FAME: facial recognition as a tool for metadata creation
What if metadata were so complete that you could find all the images of someone in your archive if you knew that person’s name? Doing all the necessary metadata creation and enrichment work manually would be a painstaking task, which is why we’re researching how we can use facial recognition to help.
Digital photo and video collections managed by cultural organisations often lack good-quality substantive metadata. There are various reason for this:
describing these collections manually is very time-consuming;
it often involves large collections which aren’t part of the organisation’s main collection, and so, aren’t a priority;
the nature of the content means there are additional technical requirements: videos need to be played to be able to manually describe the people shown – which is very time-consuming;
videos can be difficult or impossible to play if they have not been digitised, making it impossible to describe their content.

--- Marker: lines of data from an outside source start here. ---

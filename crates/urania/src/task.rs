//! Run long searches on tokio's blocking pool.
//!
//! The searches are CPU-bound and call the provider synchronously, so they
//! never run on an async worker thread. Each handle carries the search's
//! [`CancelFlag`]; cancelling makes the search stop at its next checkpoint
//! and resolve to [`ChartError::Cancelled`].

use crate::aspects::Aspect;
use crate::bodies::Body;
use crate::cancel::CancelFlag;
use crate::ephemeris::PositionProvider;
use crate::error::ChartError;
use crate::patterns::{detect_patterns_cancellable, AspectPattern};
use crate::transits::{TransitHit, TransitQuery, TransitSearch};
use std::sync::Arc;
use tokio::task::JoinHandle;

/// A background computation that can be cancelled and awaited.
pub struct TaskHandle<T> {
    cancel: CancelFlag,
    join: JoinHandle<Result<T, ChartError>>,
}

pub type SearchHandle = TaskHandle<Vec<TransitHit>>;
pub type PatternHandle = TaskHandle<Vec<AspectPattern>>;

impl<T> TaskHandle<T> {
    pub fn cancel(&self) {
        self.cancel.cancel();
    }

    pub fn cancel_flag(&self) -> CancelFlag {
        self.cancel.clone()
    }

    pub async fn join(self) -> Result<T, ChartError> {
        self.join
            .await
            .map_err(|e| ChartError::Task(format!("Task failed: {}", e)))?
    }
}

/// Start a transit search on the blocking pool.
///
/// Must be called from within a tokio runtime.
pub fn spawn_transit_search<P>(provider: Arc<P>, query: TransitQuery) -> SearchHandle
where
    P: PositionProvider + Send + Sync + ?Sized + 'static,
{
    let cancel = CancelFlag::new();
    let flag = cancel.clone();
    let join = tokio::task::spawn_blocking(move || {
        TransitSearch::new(provider.as_ref())
            .with_cancel(flag)
            .find_hits(&query)
    });
    TaskHandle { cancel, join }
}

/// Start pattern detection on the blocking pool.
pub fn spawn_pattern_detection(aspects: Vec<Aspect>, bodies: Vec<Body>) -> PatternHandle {
    let cancel = CancelFlag::new();
    let flag = cancel.clone();
    let join = tokio::task::spawn_blocking(move || {
        detect_patterns_cancellable(&aspects, &bodies, &flag)
    });
    TaskHandle { cancel, join }
}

Limited metadata makes these digital collections difficult to find and search through online, so they are harder to look up and re-use. At the start of 2021, we received a project grant from the Minister of Culture Jan Jambon for the FAME project, in which we're developing best practices for identifying people in photos and videos using (semi-)automated facial recognition. We're also investigating how we can use existing metadata to improve facial recognition accuracy.
Metadata and linked (open) data are two of the five knowledge domains we have identified at meemoo. In 2023, we’re aiming to set up a proof-of-concept for the large-scale application of facial recognition technology in the meemoo archive system, for the benefit of metadata creation and enrichment. The pilot projects we’re running as part of FAME will help us prepare for this.
Following our previous collaborations with FOMU (Photo Museum of Antwerp) and MoMu (Fashion Museum of Antwerp) on visual recognition projects, we’ve even researched possibilities for a specific type of visual recognition, i.e. facial recognition, together with several partners.
We’re running three pilot projects in the FAME project:
pilot project for performing artists in collaboration with Flanders Arts Institute
8,300 pictures of productions and 700 (group)photographs
pilot project for sportspeople in collaboration with KOERS (the Museum of Cycle Racing)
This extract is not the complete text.